Adam Steer:
The next federal election is due by May. You can expect a lot of pitches, promises over the next 18 weeks. And the battle ground, one of them at least, looks to be drawn around the cost of living. As we were chatting today, the Labor government is vowing to crack down on unfair card surcharges following the RBA’s review of the merchant card payment cost. Stephen Jones is the federal Assistant Treasurer and Financial Services Minister. Minister, happy new year. Welcome back to the program.
Stephen Jones:
Good to be back with you, and happy new year to you and your listeners.
Steer:
Let’s start with the credit card surcharges. They exist, but they’re quite minimal. Why is this a government priority above everything else?
Jones:
We’re doing a range of things to stop the rip‑offs that are putting billions of dollars worth of costs on consumers. Surcharges are costing consumers around about a billion dollars a year. The things that the – the other areas we’re focused on, in the unfair trading areas, subscription traps where it’s easy to sign up to a service and impossible to get out of. You know, online dynamic pricing where the price of a product increases over the course of the – while you’re online transacting and making a purchase. And drip pricing, which is when you go online to buy a hotel or a booking or an airline ticket and you get all these add‑on charges, junk charges that are added to the price of the transaction. There’s a range of things that we are looking at and as well, you know, pricing practices in supermarkets to stop the rip‑offs to ensure that Australians are getting a better deal.

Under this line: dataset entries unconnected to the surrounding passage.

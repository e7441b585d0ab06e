//! Cloud Provider Integration
//!
//! Abstractions and implementations for compute providers.

use std::net::Ipv4Addr;
use std::time::Duration;

use async_trait::async_trait;
use serde::Serialize;

use vps_core::InstanceId;

use crate::error::Result;

/// Deadline for a single provider API call
pub const DEFAULT_CALL_TIMEOUT: Duration = Duration::from_secs(15);

/// Instance creation request, serialized as the provider's request body
#[derive(Clone, Debug, PartialEq, Eq, Serialize)]
pub struct InstanceRequest {
    pub name: String,
    pub region: String,
    pub size: String,
    pub image: String,
    pub ipv6: bool,

    /// Boot-time configuration (cloud-init)
    pub user_data: String,

    pub tags: Vec<String>,
}

/// Cloud provider client (Strategy pattern)
///
/// Implement this for each provider: DigitalOcean, Vultr, Linode, etc.
#[async_trait]
pub trait CloudProvider: Send + Sync {
    /// Request a new instance; returns as soon as the provider accepts it
    async fn create_instance(&self, request: &InstanceRequest) -> Result<InstanceId>;

    /// Current IPv4 addresses of an instance, public ones first.
    /// Empty while the network is still being set up.
    async fn ipv4_addresses(&self, id: InstanceId) -> Result<Vec<Ipv4Addr>>;

    /// Provider name
    fn name(&self) -> &str;
}
/// Global tunables shared across the game.
///
/// Creature-specific numbers (attack ranges, windup lengths) live next to
/// the creature that uses them; everything here is world-level.

/// Sleep per frame in the main loop, roughly 60 FPS with render overhead.
pub const TICK_MS: u64 = 8;

/// Downward acceleration applied to every falling body, in pixels/tick².
pub const GRAVITY: f32 = 0.5;

/// World tile size in pixels. Only advisory bookkeeping depends on this.
pub const TILE_SIZE: f32 = 16.0;

/// World pixels to terminal cells, horizontally.
pub const PIXEL_SCALE: f32 = 0.5;

/// Terminal cells are roughly twice as tall as wide; vertical draw
/// coordinates get squashed by this on top of PIXEL_SCALE.
pub const CELL_ASPECT: f32 = 0.55;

We’ve been working on it for about a year. Some of these things are more advanced than others. In the area of surcharging, between 0.5 and 1.5 per cent on average people are being charged regularly to use their own money, which is access to their debit cards. It’s in our focus. We’ve got the Reserve Bank doing a deep dive at it at the moment. We want to find out what the actual cost of providing these services are. And we want to ensure that when we do ban it doesn’t just pass the cost on to small businesses.
Steer:
It seems – I remember the royal commission into banking was very critical of the fees that the banks were charging, and the government moved to stop them doing it. How have they managed to creep back in, those charges? How has that happened?
Jones:
No, these are – the royal commission was looking at charges and commissions that were being paid for fees for no service in a range of different services, whether it was banking or whether it was superannuation or insurance. And this is different. These are transaction fees which the cards and the service providers say are the cost of providing the service. We know that it’s much more than that. We know that there are additional charges that are being put in place there and we want to drill down, ensure that Australians aren’t being whacked with these unfair prices and unfair charges. We’ll do it properly, because we’re adamant we’re not going to do it in – when we’ve raised this in the past small business have quite rightly raised concerns saying, ‘Well, if you ban this surcharge, us charging a surcharge, we’ll just have to absorb that cost.’ So we want to do it in a way that doesn’t whack small businesses but protects the interests of consumers as well.
Steer:
So just to clarify there are you suggesting scrapping the surcharge from banks to business or businesses to the consumer? Because if it’s business to consumer and you do nothing about the banks charging the business, then, you know, that’s going to create a lot of issues?
Jones:
Great point. There’s a complex web of services that are being provided. I don’t want to dive too deeply into the weeds, but there’s the people who provide the little terminal. There’s the people who provide the connection between the terminal and the banking services. There’s the people who provide the service between the banking services and the credit card providers. There’s a whole range of businesses and services that are invisible to the consumer but take a little bit along the way.
Steer:
But you can understand that small businesses today might hear, Assistant Treasurer, that they fear they’ll be slugged with the fee they can’t pass on to the consumers. Can you say with confidence they won’t be punished and it will be the banks who are faced with dealing with those fees?
Jones:
And that’s why we’re taking the time to get to the bottom of where all the costs and charges are so that we will be able to say with hand on heart, yes, the consumers will be protected, but so will small businesses. And here’s why we know there’s sharp business going on – if you go to a big supermarket like a Coles or a Woolworths, they are paying a small fraction of what the coffee shop or your small corner store is paying for their transaction fees. So we know – we know – that they’re having a lend here, and that’s what we’re getting to the bottom of.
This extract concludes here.